Arabic translation and DTP in InDesign
The translation of manuals to Arabic also implies their DTP, a costly and complicated process when working with Arabic, as is the case of other languages which are written from right to left.
Multilingual instruction manuals in QuarkXpress
In the case of Sammic
, a manufacturer of catering equipment, for which we have already carried out several translation and DTP projects to Arabic in the past quarter, the original manuals had been created in QuarkXpress. Fifteen years ago, the position which is currently held by the DTP programme InDesign was held by QuarkXpress. QuarkXpress was the undisputed leader with a powerful and user-friendly software. However, the company's aggressive policy to capitalise on its predominant position on the market gradually paved the way for InDesign. Since then, InDesign has continued to grow, becoming the most popular DTP package available today.
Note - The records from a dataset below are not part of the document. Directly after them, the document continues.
// Path: crates/marionette-types/src/config/mod.rs

//! Shared configuration structures for operators and the run loop.
//!
//! Every field has a default so that an empty TOML document is a valid local
//! operator configuration.

use crate::app::{BackendKind, Platform};
use crate::error::{OperatorError, RetryClass};
use serde::{Deserialize, Serialize};
use std::path::Path;

/// Environment variable overriding `sandbox.token`.
pub const SANDBOX_TOKEN_ENV: &str = "MARIONETTE_SANDBOX_TOKEN";
/// Environment variable overriding `subscription.token`.
pub const SUBSCRIPTION_TOKEN_ENV: &str = "MARIONETTE_SUBSCRIPTION_TOKEN";

/// Top-level operator configuration.
#[derive(Debug, Clone, Default, PartialEq, Serialize, Deserialize)]
#[serde(default)]
pub struct OperatorConfig {
    /// Which operator variant to construct.
    pub backend: BackendKind,
    /// Retry budgets per operation class.
    pub retry: RetryConfig,
    /// Tunables shared by every backend's action dispatch.
    pub actions: ActionConfig,
    /// Local desktop settings.
    pub local: LocalConfig,
    /// Leased cloud sandbox settings; required when `backend = "sandbox"`.
    pub sandbox: Option<SandboxConfig>,
    /// Dedicated VM settings; required when `backend = "subscription"`.
    pub subscription: Option<SubscriptionConfig>,
}

impl OperatorConfig {
    /// Reads and validates a TOML configuration file, then applies token
    /// overrides from the environment.
    pub fn load(path: &Path) -> Result<Self, OperatorError> {
        let raw = std::fs::read_to_string(path).map_err(|e| {
            OperatorError::Config(format!("Failed to read {}: {}", path.display(), e))
        })?;
        let mut cfg = Self::from_toml_str(&raw)?;
        cfg.apply_env_overrides();
        cfg.validate()?;
        Ok(cfg)
    }

    /// Parses a TOML document without touching the environment.
    pub fn from_toml_str(raw: &str) -> Result<Self, OperatorError> {
        toml::from_str(raw).map_err(|e| OperatorError::Config(format!("Invalid config: {}", e)))
    }

    /// Replaces remote tokens with values from the environment when present.
    pub fn apply_env_overrides(&mut self) {
        if let (Some(sandbox), Ok(token)) = (self.sandbox.as_mut(), std::env::var(SANDBOX_TOKEN_ENV))
        {
            sandbox.token = Some(token);
        }
        if let (Some(sub), Ok(token)) = (
            self.subscription.as_mut(),
            std::env::var(SUBSCRIPTION_TOKEN_ENV),
        ) {
            sub.token = Some(token);
        }
    }

    /// Rejects a remote backend whose section is missing or incomplete.
    pub fn validate(&self) -> Result<(), OperatorError> {
        match self.backend {
            BackendKind::Local => {}
            BackendKind::Sandbox => {
                let sandbox = self.sandbox.as_ref().ok_or_else(|| {
                    OperatorError::Config("backend = \"sandbox\" requires a [sandbox] section".into())
                })?;
                if sandbox.base_url.trim().is_empty() {
                    return Err(OperatorError::Config("sandbox.base_url is empty".into()));
                }
                if sandbox.allocation_url.trim().is_empty() {
                    return Err(OperatorError::Config("sandbox.allocation_url is empty".into()));
                }
            }
            BackendKind::Subscription => {
                let sub = self.subscription.as_ref().ok_or_else(|| {
                    OperatorError::Config(
                        "backend = \"subscription\" requires a [subscription] section".into(),
                    )
                })?;
                if sub.instance_url.trim().is_empty() {
                    return Err(OperatorError::Config("subscription.instance_url is empty".into()));
                }
                if sub.token.as_deref().map_or(true, str::is_empty) {
                    return Err(OperatorError::Config(format!(
                        "subscription.token is missing (set it or {})",
                        SUBSCRIPTION_TOKEN_ENV
                    )));
                }
            }
        }
        if self.actions.max_scroll_amount == 0 {
            return Err(OperatorError::Config("actions.max_scroll_amount must be > 0".into()));
        }
        Ok(())
    }
}

/// Maximum attempts for one operation class.
#[derive(Debug, Clone, Copy, PartialEq, Eq, Serialize, Deserialize)]
pub struct RetryBudget {
    /// Total attempts before the failure is surfaced. Zero is treated as one.
    pub max_retries: u32,
}

impl RetryBudget {
    /// Creates a budget.
    pub const fn new(max_retries: u32) -> Self {
        Self { max_retries }
    }

    /// The number of attempts the wrapper will actually make.
    pub fn attempts(&self) -> u32 {
        self.max_retries.max(1)
    }
}

/// Retry budgets for the three operation classes.
#[derive(Debug, Clone, Copy, PartialEq, Eq, Serialize, Deserialize)]
#[serde(default)]
pub struct RetryConfig {
    /// Budget for the model inference call.
    pub model: RetryBudget,
    /// Budget for screenshot capture.
    pub screenshot: RetryBudget,
    /// Budget for action execution.
    pub execute: RetryBudget,
}

impl Default for RetryConfig {
    fn default() -> Self {
        Self {
            model: RetryBudget::new(5),
            screenshot: RetryBudget::new(5),
            execute: RetryBudget::new(1),
        }
    }
}

impl RetryConfig {
    /// Looks up the budget of one class.
    pub fn budget(&self, class: RetryClass) -> RetryBudget {
        match class {
            RetryClass::Model => self.model,
            RetryClass::Screenshot => self.screenshot,
            RetryClass::Execute => self.execute,
        }
    }
}

/// Tunables applied uniformly by the action dispatcher.
#[derive(Debug, Clone, Copy, PartialEq, Eq, Serialize, Deserialize)]
#[serde(default)]
pub struct ActionConfig {
    /// Duration of the `wait` action.
    pub wait_secs: u64,
    /// Scroll magnitude requested per `scroll` action.
    pub scroll_amount: u32,
    /// Hard ceiling on the scroll magnitude sent to a backend.
    pub max_scroll_amount: u32,
    /// JPEG quality of local screenshots.
    pub jpeg_quality: u8,
}

impl Default for ActionConfig {
    fn default() -> Self {
        Self {
            wait_secs: 5,
            scroll_amount: 5,
            max_scroll_amount: 10,
            jpeg_quality: 75,
        }
    }
}

impl ActionConfig {
    /// The scroll magnitude after clamping.
    pub fn effective_scroll_amount(&self) -> u32 {
        self.scroll_amount.clamp(1, self.max_scroll_amount.max(1))
    }
}

/// Local desktop settings.
#[derive(Debug, Clone, PartialEq, Eq, Serialize, Deserialize)]
#[serde(default)]
pub struct LocalConfig {
    /// Force (or forbid) clipboard-paste typing. Defaults to the platform rule.
    pub paste_typing: Option<bool>,
    /// Timeout of the fallback screenshot command.
    pub capture_timeout_secs: u64,
}

impl Default for LocalConfig {
    fn default() -> Self {
        Self {
            paste_typing: None,
            capture_timeout_secs: 5,
        }
    }
}

/// Settings of the leased cloud sandbox backend.
#[derive(Debug, Clone, PartialEq, Eq, Serialize, Deserialize)]
pub struct SandboxConfig {
    /// Root URL of the per-verb RPC endpoints (`{base_url}/MoveMouse`, ...).
    pub base_url: String,
    /// Root URL of the allocation service.
    pub allocation_url: String,
    /// Device identifier sent as `X-Device-Id`.
    #[serde(default)]
    pub device_id: String,
    /// Bearer token sent in `Authorization`.
    #[serde(default)]
    pub token: Option<String>,
    /// OS of the leased VM.
    #[serde(default = "default_remote_platform")]
    pub platform: Platform,
    /// Lease length requested from the allocation service.
    #[serde(default = "default_lease_secs")]
    pub lease_secs: u64,
    /// Per-request timeout.
    #[serde(default = "default_request_timeout_secs")]
    pub request_timeout_secs: u64,
}

/// Settings of the dedicated subscription VM backend.
#[derive(Debug, Clone, PartialEq, Eq, Serialize, Deserialize)]
pub struct SubscriptionConfig {
    /// The instance's RPC URL.
    pub instance_url: String,
    /// Raw value sent in `Authorization`.
    #[serde(default)]
    pub token: Option<String>,
    /// OS of the VM.
    #[serde(default = "default_remote_platform")]
    pub platform: Platform,
    /// Per-request timeout.
    #[serde(default = "default_request_timeout_secs")]
    pub request_timeout_secs: u64,
}

fn default_remote_platform() -> Platform {
    Platform::Windows
}
fn default_lease_secs() -> u64 {
    1800
}
fn default_request_timeout_secs() -> u64 {
    30
}

#[cfg(test)]
mod tests {
    use super::*;
    use std::io::Write;

    #[test]
    fn empty_document_is_a_local_config() {
        let cfg = OperatorConfig::from_toml_str("").unwrap();
        assert_eq!(cfg.backend, BackendKind::Local);
        assert_eq!(cfg.retry, RetryConfig::default());
        assert_eq!(cfg.actions.wait_secs, 5);
        assert_eq!(cfg.actions.jpeg_quality, 75);
        cfg.validate().unwrap();
    }

    #[test]
    fn sandbox_section_parses_with_defaults() {
        let raw = r#"
            backend = "sandbox"

            [retry.execute]
            max_retries = 3

            [sandbox]
            base_url = "https://sandbox.example.com"
            allocation_url = "https://alloc.example.com"
            device_id = "dev-1"
        "#;
        let cfg = OperatorConfig::from_toml_str(raw).unwrap();
        cfg.validate().unwrap();
        let sandbox = cfg.sandbox.unwrap();
        assert_eq!(sandbox.platform, Platform::Windows);
        assert_eq!(sandbox.lease_secs, 1800);
        assert_eq!(cfg.retry.execute.max_retries, 3);
        assert_eq!(cfg.retry.model.max_retries, 5);
    }

    #[test]
    fn remote_backend_without_section_is_rejected() {
        let cfg = OperatorConfig::from_toml_str("backend = \"subscription\"").unwrap();
        assert!(matches!(cfg.validate(), Err(OperatorError::Config(_))));
    }

    #[test]
    fn scroll_amount_is_clamped() {
        let actions = ActionConfig {
            scroll_amount: 50,
            ..Default::default()
        };
        assert_eq!(actions.effective_scroll_amount(), 10);
        assert_eq!(RetryBudget::new(0).attempts(), 1);
    }

    #[test]
    fn load_reads_file() {
        let mut file = tempfile::NamedTempFile::new().unwrap();
        writeln!(
            file,
            "[subscription]\ninstance_url = \"https://vm.example.com\"\ntoken = \"abc\"\nplatform = \"linux\"\n\n[actions]\nwait_secs = 1"
        )
        .unwrap();
        let cfg = OperatorConfig::load(file.path()).unwrap();
        assert_eq!(cfg.actions.wait_secs, 1);
        assert_eq!(cfg.subscription.unwrap().platform, Platform::Linux);
    }
}
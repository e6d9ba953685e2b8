// Path: crates/marionette-drivers/src/remote/auth.rs

use async_trait::async_trait;
use marionette_api::{AuthHeaderProvider, AuthHeaders};
use marionette_types::config::SandboxConfig;
use marionette_types::error::OperatorError;
use std::time::{SystemTime, UNIX_EPOCH};

/// Builds sandbox headers from a device id and a static bearer token.
///
/// The timestamp is taken fresh on every call.
#[derive(Clone)]
pub struct DeviceAuthHeaders {
    device_id: String,
    token: String,
}

impl std::fmt::Debug for DeviceAuthHeaders {
    fn fmt(&self, f: &mut std::fmt::Formatter<'_>) -> std::fmt::Result {
        f.debug_struct("DeviceAuthHeaders")
            .field("device_id", &self.device_id)
            .field("token", &"<redacted>")
            .finish()
    }
}

impl DeviceAuthHeaders {
    pub fn new(device_id: impl Into<String>, token: impl Into<String>) -> Self {
        Self {
            device_id: device_id.into(),
            token: token.into(),
        }
    }

    pub fn from_config(config: &SandboxConfig) -> Result<Self, OperatorError> {
        let token = config
            .token
            .as_deref()
            .filter(|t| !t.is_empty())
            .ok_or_else(|| OperatorError::Auth("sandbox token is not configured".into()))?;
        Ok(Self::new(config.device_id.clone(), token))
    }
}

#[async_trait]
impl AuthHeaderProvider for DeviceAuthHeaders {
    async fn headers(&self) -> Result<AuthHeaders, OperatorError> {
        let millis = SystemTime::now()
            .duration_since(UNIX_EPOCH)
            .map_err(|e| OperatorError::Auth(format!("System clock before epoch: {}", e)))?
            .as_millis();
        Ok(AuthHeaders {
            device_id: self.device_id.clone(),
            timestamp: millis.to_string(),
            authorization: format!("Bearer {}", self.token),
        })
    }
}

#[cfg(test)]
mod tests {
    use super::*;

    #[tokio::test]
    async fn headers_carry_bearer_and_device() {
        let auth = DeviceAuthHeaders::new("dev-7", "tok");
        let headers = auth.headers().await.unwrap();
        assert_eq!(headers.device_id, "dev-7");
        assert_eq!(headers.authorization, "Bearer tok");
        assert!(headers.timestamp.parse::<u128>().unwrap() > 0);
        assert!(!format!("{:?}", auth).contains("tok\""));
    }

    #[test]
    fn missing_token_is_an_auth_error() {
        let config = SandboxConfig {
            base_url: "http://x".into(),
            allocation_url: "http://y".into(),
            device_id: "d".into(),
            token: None,
            platform: marionette_types::app::Platform::Windows,
            lease_secs: 60,
            request_timeout_secs: 5,
        };
        assert!(matches!(
            DeviceAuthHeaders::from_config(&config),
            Err(OperatorError::Auth(_))
        ));
    }
}
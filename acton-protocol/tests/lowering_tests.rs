/*
 * Copyright (c) 2024. Govcraft
 *
 * Licensed under either of
 *   * Apache License, Version 2.0 (the "License");
 *     you may not use this file except in compliance with the License.
 *     You may obtain a copy of the License at http://www.apache.org/licenses/LICENSE-2.0
 *   * MIT license: http://opensource.org/licenses/MIT
 *
 * Unless required by applicable law or agreed to in writing, software
 * distributed under the License is distributed on an "AS IS" BASIS,
 * WITHOUT WARRANTIES OR CONDITIONS OF ANY KIND, either express or implied.
 * See the applicable License for the specific language governing permissions and
 * limitations under that License.
 */

use acton_protocol::ir::{FieldKind, MethodKind, TypeIr};
use acton_protocol::prelude::*;

use crate::setup::initialize_tracing;
use crate::setup::protocols::{browser, compile, lowered, p_open};

mod setup;

fn method<'c>(class: &'c ClassIr, name: &str) -> anyhow::Result<&'c MethodIr> {
    class
        .method(name)
        .ok_or_else(|| anyhow::anyhow!("`{}` has no method `{name}`", class.name))
}

#[test]
fn test_one_class_per_role() -> anyhow::Result<()> {
    initialize_tracing();
    let output = compile(&browser());
    assert!(output.ok());
    assert_eq!(output.lowered.len(), 2);
    for protocol in &output.lowered {
        assert_eq!(protocol.parent().role, Role::Parent);
        assert_eq!(protocol.child().role, Role::Child);
    }
    let names: Vec<String> = output
        .lowered
        .iter()
        .flat_map(|p| p.classes.iter().map(ClassIr::qualified_name))
        .collect();
    assert_eq!(
        names,
        vec![
            "mozilla::dom::PTabParent",
            "mozilla::dom::PTabChild",
            "mozilla::dom::PBrowserParent",
            "mozilla::dom::PBrowserChild",
        ]
    );
    Ok(())
}

#[test]
fn test_every_message_gets_a_stub_pair() -> anyhow::Result<()> {
    initialize_tracing();
    let tab = lowered(&browser(), "PTab.ipdl")?;
    for name in ["Navigate", "Loaded", "GetTitle", "Ping"] {
        let senders = tab
            .classes
            .iter()
            .flat_map(|c| c.stubs())
            .filter(|m| m.message.as_deref() == Some(name) && !m.is_virtual)
            .count();
        let handlers = tab
            .classes
            .iter()
            .flat_map(|c| c.stubs())
            .filter(|m| m.message.as_deref() == Some(name) && m.is_virtual)
            .count();
        // `inout` messages can travel both ways, so each role gets both halves.
        let expected = if name == "Ping" { 2 } else { 1 };
        assert_eq!((senders, handlers), (expected, expected), "{name}");
    }

    let parent = tab.parent();
    let navigate = method(parent, "SendNavigate")?;
    assert_eq!(navigate.kind, MethodKind::Send);
    assert_eq!(navigate.params[0].ty, TypeIr::Native("nsCString".into()));

    let title = method(parent, "RecvGetTitle")?;
    assert!(title.is_virtual && title.blocking && !title.reentrant);
    assert_eq!(title.returns[0].name, "title");
    assert_eq!((title.id, title.reply_id), (Some(5), Some(6)));

    let ping = method(tab.child(), "CallPing")?;
    assert!(ping.blocking && ping.reentrant);
    Ok(())
}

#[test]
fn test_guards_mirror_between_roles() -> anyhow::Result<()> {
    initialize_tracing();
    let tab = lowered(&browser(), "PTab.ipdl")?;
    let sent = method(tab.parent(), "SendNavigate")?
        .guard
        .clone()
        .ok_or_else(|| anyhow::anyhow!("unguarded"))?;
    let received = method(tab.child(), "RecvNavigate")?
        .guard
        .clone()
        .ok_or_else(|| anyhow::anyhow!("unguarded"))?;
    assert_eq!(sent.trigger, Trigger::Send);
    assert_eq!(received.trigger, Trigger::Recv);
    assert_eq!(sent.edges, received.edges);
    assert_eq!(sent.target("LIVE"), Some("LOADING"));

    assert_eq!(tab.states.start, "LIVE");
    assert_eq!(tab.states.states, vec!["LIVE", "LOADING", "__Dead", "__Error"]);
    Ok(())
}

#[test]
fn test_manager_owns_managed_actors() -> anyhow::Result<()> {
    initialize_tracing();
    let program = browser();
    let browser = lowered(&program, "PBrowser.ipdl")?;
    let parent = browser.parent();

    let collection = parent
        .field(FieldKind::ManagedActors)
        .ok_or_else(|| anyhow::anyhow!("no managed collection"))?;
    assert_eq!(collection.name, "managed_PTab");
    assert_eq!(collection.ty, "mozilla::dom::PTabParent");
    assert!(collection.owning);

    let construct = method(parent, "ConstructPTab")?;
    assert_eq!(construct.kind, MethodKind::Construct);
    assert_eq!(construct.managed.as_deref(), Some("mozilla::dom::PTabParent"));
    assert!(construct.guard.is_none());
    assert!(method(parent, "DestroyPTab")?.params.len() == 1);

    let opened = method(parent, "RecvTabOpened")?;
    assert_eq!(
        opened.params[0].ty,
        TypeIr::Actor {
            class: "mozilla::dom::PTabParent".into(),
            state: "LIVE".into(),
        }
    );

    let tab = lowered(&program, "PTab.ipdl")?;
    let back_ref = tab
        .child()
        .field(FieldKind::ManagerRef)
        .ok_or_else(|| anyhow::anyhow!("no manager field"))?;
    assert_eq!(back_ref.ty, "mozilla::dom::PBrowserChild");
    assert!(!back_ref.owning);
    assert!(tab.child().field(FieldKind::ManagedActors).is_none());
    Ok(())
}

#[test]
fn test_start_state_initialises_the_state_field() -> anyhow::Result<()> {
    initialize_tracing();
    let p = lowered(&p_open(), "P.ipdl")?;
    for class in &p.classes {
        let field = class
            .field(FieldKind::CurrentState)
            .ok_or_else(|| anyhow::anyhow!("no state field"))?;
        assert_eq!(field.init.as_deref(), Some("START"));
        assert_eq!(class.fields.len(), 1);
    }
    assert_eq!(p.parent().next_state("START", Trigger::Send, "Open"), Some("OPEN"));
    assert_eq!(p.child().next_state("START", Trigger::Recv, "Open"), Some("OPEN"));
    assert_eq!(p.parent().next_state("OPEN", Trigger::Send, "Open"), None);
    Ok(())
}

#[test]
fn test_message_ids_leave_room_for_replies() -> anyhow::Result<()> {
    initialize_tracing();
    let tab = lowered(&browser(), "PTab.ipdl")?;
    let ids: Vec<(&str, u32, Option<u32>)> = tab
        .message_ids
        .iter()
        .map(|(name, id)| (name, id.id, id.reply))
        .collect();
    assert_eq!(
        ids,
        vec![
            ("Navigate", 1, None),
            ("Loaded", 3, None),
            ("GetTitle", 5, Some(6)),
            ("Ping", 7, Some(8)),
        ]
    );
    assert_eq!(tab.message_ids.message_for(5), Some("GetTitle"));
    assert_eq!(tab.message_ids.message_for(6), None);
    Ok(())
}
Without a doubt, we recommend this package to our clients as a professional solution for the creation and design of leaflets and manuals, and it offers a significant amount of resources for their adaptation and translation to other languages. To ensure the smoothest process as possible, the first step was to convert the QuarkXpress files to InDesign, achieving excellent results.
Two different perspectives
Within the field of multilingual DTP
, the DTP of languages which are written in the opposite direction to the source text is a major challenge. In the case of the translation of a manual from English to Arabic, it is necessary to see the world from a different angle. It is really quite surprising to see how manuals in Arabic are read from the "back cover". In the case of InDesign, the ME version of the software comes with a plug-in to make the initial change of the pages and text boxes.
The case of the images: loop-the-loop
It is extremely complicated to adapt the images and, in many cases, they are not adapted as it would be extremely expensive to do so. When designing a leaflet or manual the perspective of the photographs may be different in the case of right-to-left languages. The problem arises when that perspective plays a role in the design and it is thus necessary to change the layout of the text and photographs to adapt them to Arabic. The process used in the case of the product photographs of Sammic's manuals was to reverse the image horizontally, thus avoiding having to take the photograph from the opposite perspective, and enabling us to perfectly integrate the photograph into the right-to-left design.